“Le plan d’arrachage a permis de se remettre en adéquation avec le marché”, souligne Joël Forgeau, président de l’appellation muscadet. “On était à 13 000 hectares il y a une dizaine d’années, on est passé à 9 000 sur la dernière récolte”. Le millésime 2011 devrait avoisiner les 450 000 hectolitres.
Côté commerce, la dernière campagne s’est soldée sur un volume de près de 410 000 hectolitres, en hausse de 9 %. “Pour la prochaine, nous misons raisonnablement sur 460 000 hectolitres, soit l’équivalent de la récolte”. Pour autant, il reste des stocks qu’il faudra apurer avant d’évoquer un équilibre entre l’offre et la demande. Mais la reprise semble s’amorcer. “Nous avons repris nos positions en grande distribution et en CHR. La vente directe se tient.
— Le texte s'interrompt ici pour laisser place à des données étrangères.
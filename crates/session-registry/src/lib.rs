//! Session registry: sole owner of per-page connection and pending-call
//! state.
//!
//! One logical connection exists per page instance. Establishing a new
//! channel retires the previous one and cancels its orphaned pending calls;
//! messages addressed to a retired channel are lost by construction, so the
//! registry never leaves them to time out.

pub mod channel;
pub mod config;
pub mod model;
pub mod state;

pub use channel::Channel;
pub use config::SessionConfig;
pub use state::SessionRegistry;
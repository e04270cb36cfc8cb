use thiserror::Error;

use pagebridge_core_types::BridgeError;

/// Registration-time failures. Invocation-time failures use the shared
/// taxonomy directly (`Validation`, `NotFound`, `Execution`).
#[derive(Debug, Error)]
pub enum RegistryError {
    #[error("tool name must be non-empty")]
    EmptyName,
    #[error("tool description must be non-empty for `{0}`")]
    EmptyDescription(String),
    #[error("duplicate tool name `{0}` in batch")]
    DuplicateName(String),
}

impl From<RegistryError> for BridgeError {
    fn from(value: RegistryError) -> Self {
        BridgeError::internal(value.to_string())
    }
}
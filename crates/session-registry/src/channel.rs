use async_trait::async_trait;

use pagebridge_core_types::BridgeError;
use pagebridge_protocol::Envelope;

/// Duplex per-page transport as seen from the coordinator side. Outgoing
/// traffic goes through `send`; incoming traffic is pushed into
/// [`SessionRegistry::handle_message`](crate::SessionRegistry::handle_message)
/// by whoever pumps the underlying connection.
///
/// Messages on one channel instance are delivered in send order; nothing is
/// guaranteed across a channel replacement.
#[async_trait]
pub trait Channel: Send + Sync {
    async fn send(&self, envelope: Envelope) -> Result<(), BridgeError>;
}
L’export, notamment le Canada et les Etats-Unis, sont bien repartis”, indique Joël Forgeau.
“Le vignoble s’est restructuré. Désormais, nous passons dans une nouvelle phase. 2012 doit être l’année de reconquête de la valeur ajoutée. Pendant des années, on a vécu dans une logique de croissance. Les exploitations devaient grossir. Aujourd’hui, on est en décroissance, et on doit penser avant tout à la valorisation”.